Peters is charged with three counts of attempting to influence a public servant, criminal impersonation, two counts of conspiracy to commit criminal impersonation, one count of identity theft, first-degree official misconduct, violation of duty and failing to comply with the secretary of state.

Knisley is charged with three counts of attempting to influence a public servant, one count of conspiracy to commit criminal impersonation, violation of duty and failing to comply with the secretary of state.

Last week the New York Times reported on a less publicized security breach of election machines in Michigan by the current GQP nominee for Attorney General in Michigan. Michigan officials push to investigate a G.O.P. candidate over an alleged 2020 election scheme.

In early 2021, with the turmoil of a bitterly contested presidential contest still fresh, several election clerks in Michigan received strange phone calls.

The person on the other end was a Republican state representative who told them their election equipment was needed for an investigation, according to documents from the Michigan attorney general’s office.

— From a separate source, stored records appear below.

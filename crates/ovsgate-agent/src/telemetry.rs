//! Structured telemetry initialisation for agent binaries.

use std::io::{self, IsTerminal};

use once_cell::sync::OnceCell;
use tracing::{Subscriber, subscriber::SetGlobalDefaultError};
use tracing_subscriber::EnvFilter;
use tracing_subscriber::fmt;

use ovsgate_config::{Config, LogFormat};

static TELEMETRY_GUARD: OnceCell<()> = OnceCell::new();

/// Handle returned when telemetry has been initialised.
#[derive(Debug, Default, Clone, Copy)]
pub struct TelemetryHandle;

/// Errors encountered while configuring telemetry.
#[derive(Debug, thiserror::Error)]
pub enum TelemetryError {
    /// Failed to parse the configured log filter expression.
    #[error("invalid log filter: {0}")]
    Filter(String),
    /// Failed to install the tracing subscriber.
    #[error("failed to install telemetry subscriber: {0}")]
    Subscriber(SetGlobalDefaultError),
}

/// Configures the global tracing subscriber when invoked for the first time.
///
/// Repeated calls are idempotent: only the first invocation installs the
/// global subscriber; later calls return a fresh [`TelemetryHandle`] without
/// touching global state.
pub fn initialise(config: &Config) -> Result<TelemetryHandle, TelemetryError> {
    TELEMETRY_GUARD
        .get_or_try_init(|| install_subscriber(config))
        .map(|()| TelemetryHandle)
}

fn install_subscriber(config: &Config) -> Result<(), TelemetryError> {
    let filter = EnvFilter::try_new(&config.log_filter)
        .map_err(|error| TelemetryError::Filter(error.to_string()))?;

    let builder = fmt::Subscriber::builder()
        .with_env_filter(filter)
        .with_target(true)
        .with_level(true)
        .with_writer(io::stderr)
        // Keep colour on interactive terminals only.
        .with_ansi(io::stderr().is_terminal());

    let subscriber: Box<dyn Subscriber + Send + Sync> = match config.log_format {
        LogFormat::Json => Box::new(builder.json().finish()),
        LogFormat::Compact => Box::new(builder.compact().finish()),
    };

    tracing::subscriber::set_global_default(subscriber).map_err(TelemetryError::Subscriber)
}
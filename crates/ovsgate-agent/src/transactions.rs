//! Transaction lifecycle tracking.
//!
//! A transaction spans one submitted record from insert request to final
//! completion. Entries live in an unbounded map keyed by request id and are
//! re-keyed to the server-assigned uuid once the insert is acknowledged;
//! completion looks the entry up by that uuid. The entry exclusively owns
//! the submitted payload, which is released exactly once on whichever path
//! destroys the entry — completion, timeout abandonment, or failure.
//!
//! The table is shared between the listener thread and calling threads. The
//! mutex covers each lookup/mutate; callbacks and waiter signalling always
//! happen after it is released.

use std::collections::HashMap;
use std::sync::{Arc, Condvar, Mutex, MutexGuard, PoisonError};
use std::time::{Duration, Instant};

use tracing::{debug, warn};

use ovsgate_types::{OvsStatus, TableRecord};

const TRANSACTION_TARGET: &str = concat!(env!("CARGO_PKG_NAME"), "::transactions");

/// Callback invoked once with the final status and a borrowed view of the
/// submitted payload.
pub type CompletionCallback = Box<dyn FnOnce(OvsStatus, &TableRecord) + Send + 'static>;

/// Lifecycle states of a transaction.
#[derive(Debug, Clone, Copy, PartialEq, Eq)]
pub(crate) enum TransactionState {
    /// Submitted, awaiting the insert acknowledgement.
    Init,
    /// Server assigned a uuid; awaiting the feedback notification.
    UuidReceived,
}

/// Wait slot a blocking caller suspends on.
///
/// Each blocking transaction owns its own slot, so concurrent blocking
/// callers never share a signal.
pub(crate) struct WaitSlot {
    status: Mutex<Option<OvsStatus>>,
    signal: Condvar,
}

impl WaitSlot {
    pub(crate) fn new() -> Self {
        Self {
            status: Mutex::new(None),
            signal: Condvar::new(),
        }
    }

    /// Publishes the final status and wakes the waiting caller.
    pub(crate) fn notify(&self, status: OvsStatus) {
        let mut slot = self.status.lock().unwrap_or_else(PoisonError::into_inner);
        *slot = Some(status);
        self.signal.notify_all();
    }

    /// Suspends until a status is published or the timeout elapses.
    pub(crate) fn wait(&self, timeout: Duration) -> Option<OvsStatus> {
        let deadline = Instant::now() + timeout;
        let mut slot = self.status.lock().unwrap_or_else(PoisonError::into_inner);
        while slot.is_none() {
            let remaining = deadline.saturating_duration_since(Instant::now());
            if remaining.is_zero() {
                break;
            }
            let (guard, _) = self
                .signal
                .wait_timeout(slot, remaining)
                .unwrap_or_else(PoisonError::into_inner);
            slot = guard;
        }
        *slot
    }
}

struct Transaction {
    uuid: Option<String>,
    state: TransactionState,
    callback: Option<CompletionCallback>,
    record: TableRecord,
    waiter: Option<Arc<WaitSlot>>,
}

/// Parts of a finished transaction handed back for off-lock settlement.
pub(crate) struct FinishedTransaction {
    pub(crate) callback: Option<CompletionCallback>,
    pub(crate) record: TableRecord,
    pub(crate) waiter: Option<Arc<WaitSlot>>,
}

impl FinishedTransaction {
    /// Invokes the completion callback and wakes the waiter.
    pub(crate) fn settle(self, status: OvsStatus) {
        if let Some(callback) = self.callback {
            callback(status, &self.record);
        }
        if let Some(waiter) = self.waiter {
            waiter.notify(status);
        }
    }
}

/// Table of outstanding transactions keyed by request id.
pub(crate) struct TransactionTable {
    entries: Mutex<HashMap<u32, Transaction>>,
}

impl TransactionTable {
    pub(crate) fn new() -> Self {
        Self {
            entries: Mutex::new(HashMap::new()),
        }
    }

    fn entries(&self) -> MutexGuard<'_, HashMap<u32, Transaction>> {
        self.entries.lock().unwrap_or_else(PoisonError::into_inner)
    }

    /// Registers a new transaction owning `record`.
    pub(crate) fn insert(
        &self,
        rid: u32,
        record: TableRecord,
        callback: Option<CompletionCallback>,
        waiter: Option<Arc<WaitSlot>>,
    ) {
        debug!(target: TRANSACTION_TARGET, rid, table = %record.table(), "tracking transaction");
        self.entries().insert(
            rid,
            Transaction {
                uuid: None,
                state: TransactionState::Init,
                callback,
                record,
                waiter,
            },
        );
    }

    /// Records the server-assigned uuid for a pending transaction.
    ///
    /// Returns whether the transaction was found; a miss is a correlation
    /// warning, not an error.
    pub(crate) fn record_uuid(&self, rid: &str, uuid: &str) -> bool {
        let Ok(rid) = rid.parse::<u32>() else {
            warn!(target: TRANSACTION_TARGET, rid, "non-numeric request id in receipt");
            return false;
        };
        let mut entries = self.entries();
        let Some(transaction) = entries.get_mut(&rid) else {
            warn!(
                target: TRANSACTION_TARGET,
                rid, uuid, "uuid for a transaction this client no longer tracks"
            );
            return false;
        };
        transaction.uuid = Some(uuid.to_string());
        transaction.state = TransactionState::UuidReceived;
        debug!(target: TRANSACTION_TARGET, rid, uuid, "transaction acknowledged");
        true
    }

    /// Removes the transaction carrying `uuid` and hands its parts back for
    /// settlement. `None` marks a late or foreign completion.
    pub(crate) fn complete(&self, uuid: &str) -> Option<FinishedTransaction> {
        let mut entries = self.entries();
        let rid = entries
            .iter()
            .find(|(_, transaction)| transaction.uuid.as_deref() == Some(uuid))
            .map(|(rid, _)| *rid)?;
        let transaction = entries.remove(&rid)?;
        debug!(target: TRANSACTION_TARGET, rid, uuid, "transaction complete");
        Some(FinishedTransaction {
            callback: transaction.callback,
            record: transaction.record,
            waiter: transaction.waiter,
        })
    }

    /// Drops a transaction without settling it (timeout abandonment or
    /// submission rollback). Returns whether an entry existed.
    pub(crate) fn remove(&self, rid: u32) -> bool {
        let removed = self.entries().remove(&rid).is_some();
        if removed {
            debug!(target: TRANSACTION_TARGET, rid, "transaction abandoned");
        }
        removed
    }

    /// Fails every outstanding transaction, invoking callbacks and waking
    /// blocked callers with `status`. Returns how many were failed.
    pub(crate) fn fail_all(&self, status: OvsStatus) -> usize {
        let drained: Vec<Transaction> = {
            let mut entries = self.entries();
            entries.drain().map(|(_, transaction)| transaction).collect()
        };
        let failed = drained.len();
        for transaction in drained {
            FinishedTransaction {
                callback: transaction.callback,
                record: transaction.record,
                waiter: transaction.waiter,
            }
            .settle(status);
        }
        failed
    }

    /// Number of outstanding transactions.
    pub(crate) fn len(&self) -> usize {
        self.entries().len()
    }

    #[cfg(test)]
    pub(crate) fn state_of(&self, rid: u32) -> Option<TransactionState> {
        self.entries().get(&rid).map(|transaction| transaction.state)
    }
}
//! Identifiers for the database tables the agent exchanges.

use std::fmt;
use std::str::FromStr;

use thiserror::Error;

/// Database tables understood by the agent.
#[derive(Debug, Clone, Copy, PartialEq, Eq, Hash)]
pub enum OvsTable {
    /// Gateway configuration requests submitted by components.
    GatewayConfig,
    /// Completion feedback written by the agent applying a configuration.
    Feedback,
}

impl OvsTable {
    /// Table name as it appears on the wire.
    #[must_use]
    pub const fn name(self) -> &'static str {
        match self {
            Self::GatewayConfig => "Gateway_Config",
            Self::Feedback => "Feedback",
        }
    }
}

impl fmt::Display for OvsTable {
    fn fmt(&self, formatter: &mut fmt::Formatter<'_>) -> fmt::Result {
        formatter.write_str(self.name())
    }
}

impl FromStr for OvsTable {
    type Err = UnknownTable;

    fn from_str(input: &str) -> Result<Self, Self::Err> {
        match input {
            "Gateway_Config" => Ok(Self::GatewayConfig),
            "Feedback" => Ok(Self::Feedback),
            other => Err(UnknownTable(other.to_string())),
        }
    }
}

/// Raised when a wire message names a table this client does not track.
#[derive(Debug, Error)]
#[error("unknown database table '{0}'")]
pub struct UnknownTable(pub String);
//! Error types surfaced by the database client.

use std::io;

use thiserror::Error;

use ovsgate_types::UnknownTable;

/// Errors raised while connecting to, writing to, or reading from the
/// database socket. Transport errors are fatal to the connection.
#[derive(Debug, Error)]
pub enum DbError {
    /// Resolving a TCP endpoint failed.
    #[error("failed to resolve database address {endpoint}: {source}")]
    Resolve {
        endpoint: String,
        #[source]
        source: io::Error,
    },
    /// A TCP endpoint resolved to no usable address.
    #[error("no addresses resolved for {endpoint}")]
    ResolveEmpty { endpoint: String },
    /// Establishing the connection failed.
    #[error("failed to connect to database at {endpoint}: {source}")]
    Connect {
        endpoint: String,
        #[source]
        source: io::Error,
    },
    /// Switching the stream into non-blocking mode failed.
    #[error("failed to enable non-blocking mode: {source}")]
    NonBlocking {
        #[source]
        source: io::Error,
    },
    /// Cloning the stream for the listener failed.
    #[error("failed to clone the database stream: {source}")]
    CloneStream {
        #[source]
        source: io::Error,
    },
    /// Writing a request failed.
    #[error("failed to write to the database socket: {source}")]
    Write {
        #[source]
        source: io::Error,
    },
    /// Reading from the socket failed.
    #[error("failed to read from the database socket: {source}")]
    Read {
        #[source]
        source: io::Error,
    },
    /// Waiting for socket readiness failed.
    #[error("failed to wait for socket readiness: {source}")]
    Poll {
        #[source]
        source: io::Error,
    },
    /// The database closed the connection.
    #[error("database connection closed by peer")]
    Disconnected,
    /// The listener thread panicked.
    #[error("database listener thread panicked")]
    ListenerPanic,
}

/// Errors raised while decoding inbound wire messages.
///
/// These are local to the offending message: the listener logs them and
/// keeps processing, per the protocol-error taxonomy.
#[derive(Debug, Error)]
pub enum CodecError {
    /// The message is not a JSON object.
    #[error("message is not a JSON object")]
    NotAnObject,
    /// The message carries no `id` field at all.
    #[error("message carries no 'id' field")]
    MissingId,
    /// A null-id message used a method other than `update`.
    #[error("unsupported notification method '{0}'")]
    UnsupportedMethod(String),
    /// A field did not have the expected shape.
    #[error("malformed {context}")]
    Malformed { context: &'static str },
    /// The message named a table this client does not track.
    #[error(transparent)]
    UnknownTable(#[from] UnknownTable),
}

impl CodecError {
    pub(crate) const fn malformed(context: &'static str) -> Self {
        Self::Malformed { context }
    }
}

They obliged. Soon, the machines were being picked apart in hotels and Airbnb rentals in Oakland County, outside Detroit, by conservative activists hunting for what they believed was proof of fraud, the documents said. Weeks later, after the equipment was returned in handoffs in highway car-pool lots and shopping malls, the clerks found that it had been tampered with, and in some cases, damaged.

The revelations of possible meddling with voting machines have set off a political tsunami in Michigan, one of the most critical battleground states in the country.

The documents detail deception of election officials and a breach of voting equipment that stand out as extraordinary even among the volumes of public reporting on brazen attempts by former President Donald J. Trump’s supporters to scrutinize and undermine the 2020 results.

But one of the most politically striking elements of the case is the identity of one of the people implicated in the scheme by the office of the attorney general: Matthew DePerno, who is now the presumptive Republican nominee for that very post.

Mr. DePerno, a lawyer who rose to prominence challenging the 2020 results in Antrim County and has been endorsed by Mr. Trump, is vying to unseat Dana Nessel, a Democrat who is Michigan’s top law enforcement official and who fought attempts to undermine the state’s election.

Now, evidence provided by her office places Mr. DePerno at one of the “tests” of voting equipment and suggests that he was a key orchestrator of “a conspiracy” to gain improper access to machines in three counties, Roscommon and Missaukee in Northern Michigan and Barry, a rural area southeast of Grand Rapids. The tampering resulted in physical damage, but the attorney general’s office indicated that there was no evidence that there was “any software or firmware manipulation” of the equipment.

Even before the new accusations, the prospective race between Ms. Nessel and Mr. DePerno was one of the most closely watched contests for attorney general in the country.

During his campaign, Mr. DePerno has continued to falsely claim that mail voting is rife with fraud and that voting records were deleted or destroyed after the election, and he has pledged to “prosecute the people who corrupted the 2020 election.” He has also said he would begin inquiries of Ms. Nessel, Gov. Gretchen Whitmer and Secretary of State Jocelyn Benson, all Democrats.

His candidacy has worried election experts, Democrats and even many Republicans, who fear that he could use his powers to carry out investigations based on fraudulent claims or engage in other forms of meddling in elections.

Yet because Mr. DePerno is the likely Republican nominee — he clinched the state party’s endorsement this year and is expected to be formally nominated later this month — any investigation by Ms. Nessel is politically fraught and risks a conflict of interest. With that in mind, her office on Friday requested that a special prosecutor be appointed to continue the investigation and pursue potential criminal charges.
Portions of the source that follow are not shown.